La lecture traditionnelle du Coran divise la Terre et l'humanité en deux : la Maison de l'islam, Dar al-Islam ou « monde de la soumission à Allah » où s'applique la charia et où vivent les musulmans, et le Dar al-Harb, « monde de la guerre » contre les non musulmans.

III- L'immigration non sélectionnée et le choc des civilisations entre les gouvernements occidentaux démocratiquement élus et l'islamisme politique

Par son histoire, ses lois et ses règles, l'islam et l'islamisme constituent une religion éminemment politique, prosélyte et conquérante. C'est une erreur grave de les confondre avec des religions réformées comme le christianisme et d'autres religions essentiellement personnelles et individuelles comme le bouddhisme.

S'il y a des heurts entre une religion politique et le politique, c'est non seulement parce qu'il y a concurrence de pouvoir mais aussi parce que les fondements d'une religion politique entrent souvent dans un conflit subversif avec la pratique de la démocratie.

En effet, quand une religion politique porte en elle-même un projet politique global, on peut parler alors d'une 'civilisation' avec une idéologie commune, ce qui crée, par extension, une opposition prévisible entre des civilisations différentes — voire un Choc des Civilisations, selon les termes d'un livre sur le sujet de Samuel Huntington (1927-3008), et publié en 1996.

Il s'agit d'une expression suggérée par l'auteur pour montrer comment des conflits de civilisation peuvent surgir quand des visions politiques ou des cultures différentes se retrouvent en juxtaposition sur un même territoire. Ce n'est pas seulement un choc de religions, mais aussi celui entre des cultures, auquel Huntington se réfère.

IV- Les facteurs de désintégration sociale et politique dans les démocraties occidentales

Il n'est nullement inéluctable que les démocraties occidentales se désintègrent sous la pression de cultures religieuses politisées, d'autant plus si elles sont importées d'ailleurs. Déjà, en France depuis 1905, en Italie depuis 1947 et en Espagne depuis 1978, mais aussi dans les pays nordiques comme la Norvège, la Suède, le Danemark, et aussi en Suisse, entre autres, des mesures concrètes ont été prises pour adopter le principe de la laïcité de l'État.

En effet, si rien n'est fait et si les gouvernements laissent faire, ou pire, si ces derniers considèrent que leur pays est une sorte de laboratoire social expérimental et favorisent la création d'un espace diversitaire, il peut en découler de sérieux problèmes d'intégration.
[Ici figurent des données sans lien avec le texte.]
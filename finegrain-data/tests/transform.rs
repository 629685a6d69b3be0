mod common;

use anyhow::Result;
use common::config;
use finegrain_data::processor::{build_transform, ImageStep, ResizeSize, TransformPipeline};
use image::{Rgb, RgbImage};
use rand::{rngs::StdRng, SeedableRng};
use std::path::Path;

fn pipeline(is_train: bool, input_size: usize) -> Result<TransformPipeline> {
    build_transform(is_train, &config("IMNET", Path::new("/data"), 1000, input_size))
}

#[test]
fn output_is_square_for_any_source_size() -> Result<()> {
    let mut rng = StdRng::seed_from_u64(2022);
    let source_sizes = [(500, 375), (375, 500), (224, 224), (97, 1200), (40, 40)];

    for input_size in [64, 224, 384] {
        for is_train in [true, false] {
            let pipeline = pipeline(is_train, input_size)?;
            for &(width, height) in &source_sizes {
                let image = RgbImage::from_fn(width, height, |x, y| {
                    Rgb([(x % 251) as u8, (y % 241) as u8, ((x + y) % 239) as u8])
                });
                let tensor = pipeline.forward_with_rng(image, &mut rng)?;
                assert_eq!(tensor.dim(), (3, input_size, input_size));
                assert!(tensor.iter().all(|value| value.is_finite()));
            }
        }
    }
    Ok(())
}

#[test]
fn eval_resize_threshold() -> Result<()> {
    let warp = pipeline(false, 384)?;
    assert!(matches!(
        warp.image_steps(),
        [ImageStep::Resize(resize)]
            if resize.size == ResizeSize::Exact { height: 384, width: 384 }
    ));

    let crop = pipeline(false, 224)?;
    assert!(matches!(
        crop.image_steps(),
        [ImageStep::Resize(resize), ImageStep::CenterCrop(center_crop)]
            if resize.size == ResizeSize::ShorterSide(256) && center_crop.size == 224
    ));
    Ok(())
}

#[test]
fn small_eval_input_keeps_source_size() -> Result<()> {
    let pipeline = pipeline(false, 32)?;
    let tensor = pipeline.forward(RgbImage::new(32, 32))?;
    assert_eq!(tensor.dim(), (3, 32, 32));
    Ok(())
}
use super::*;
use crate::common::*;

/// The dataset view that shifts every label by a fixed offset.
///
/// The offset is applied when records are fetched, so the wrapped dataset
/// keeps its own labels starting from zero.
#[derive(Debug)]
pub struct ClassOffsetDataset<D>
where
    D: RandomAccessDataset,
{
    dataset: D,
    offset: usize,
}

impl<D> ClassOffsetDataset<D>
where
    D: RandomAccessDataset,
{
    pub fn new(dataset: D, offset: usize) -> Self {
        Self { dataset, offset }
    }

    pub fn offset(&self) -> usize {
        self.offset
    }

    pub fn inner(&self) -> &D {
        &self.dataset
    }

    /// The mapping from class name to shifted label.
    pub fn class_to_idx(&self) -> IndexMap<String, usize> {
        (0..self.dataset.num_classes())
            .map(|label| {
                let name = self
                    .dataset
                    .class_name(label)
                    .map(ToOwned::to_owned)
                    .unwrap_or_else(|| label.to_string());
                (name, label + self.offset)
            })
            .collect()
    }
}

impl<D> GenericDataset for ClassOffsetDataset<D>
where
    D: RandomAccessDataset,
{
    fn num_classes(&self) -> usize {
        self.dataset.num_classes()
    }

    fn class_name(&self, label: usize) -> Option<&str> {
        let label = label.checked_sub(self.offset)?;
        self.dataset.class_name(label)
    }
}

impl<D> RandomAccessDataset for ClassOffsetDataset<D>
where
    D: RandomAccessDataset,
{
    fn num_records(&self) -> usize {
        self.dataset.num_records()
    }

    fn label(&self, index: usize) -> Option<usize> {
        Some(self.dataset.label(index)? + self.offset)
    }

    fn nth(&self, index: usize) -> Pin<Box<dyn Future<Output = Result<DataRecord>> + Send>> {
        let offset = self.offset;
        self.dataset
            .nth(index)
            .map(move |result| -> Result<_> {
                let DataRecord { image, label } = result?;
                Ok(DataRecord {
                    image,
                    label: label + offset,
                })
            })
            .boxed()
    }
}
On observe en France, mais aussi dans d'autres pays, l'émergence de « zones de non droit » dans certains quartiers, à l'intérieur desquels les lois ne sont guère respectées, et où les forces de l'ordre ne peuvent s'y aventurer qu'à l'aide d'un renfort exceptionnel, sous peine de faire l'objet d'attaques ou pire. Cela peut même dégénérer en une forme de terrorisme intérieur.

Il semblerait y avoir un besoin criant d'agir avant que la gangrène d'une anarchie sociale ne s'installe à demeure. Cependant, cela exigerait de la part des gouvernements, des élites politiques et de la population en général, une prise de conscience, une claire vision des choses, du courage et de la fermeté, et l'adoption de mesures concrètes afin de corriger un phénomène en hausse, avant que la situation ne se détériore davantage.

Dans le cas de la France et ailleurs en Occident, cette étape est en progression après des décennies d'insouciance, de complaisance, de laxisme, de négligence, de mollesse et d'abdication de responsabilités de la part des pouvoirs publics, lesquelles ont eu tendance à placer des intérêts politiques partisans au-dessus de l'intérêt général et laisser le communautarisme et les ghettos ethniques s'implanter.

Il n'est pas normal qu'une démocratie laisse ses institutions dépérir sous la menace d'idéologies totalitaires venues d'ailleurs (voir les propos menaçants de Boumédiène et de Erdogan dans les citations ci-haut.)

V- Il existe un certain nombre de moyens afin de prévenir et de contrer une désintégration sociale et politique face à une déferlance migratoire incontrôlée. Voici quelques exemples :

1- Une première forme d'intervention consiste à dénoncer comme inacceptable l'abandon de la sécurité des frontières nationales, face à une immigration illégale et non souhaitée. Un gouvernement qui ne fait pas respecter les frontières nationales manquent à ses devoirs primaires. —Les peuples et les nations, comme les individus, ont le droit naturel de veiller à leur survie, leurs intérêts légitimes et leurs valeurs, face à des atteintes, qu'elles viennent de l'intérieur ou de l'extérieur.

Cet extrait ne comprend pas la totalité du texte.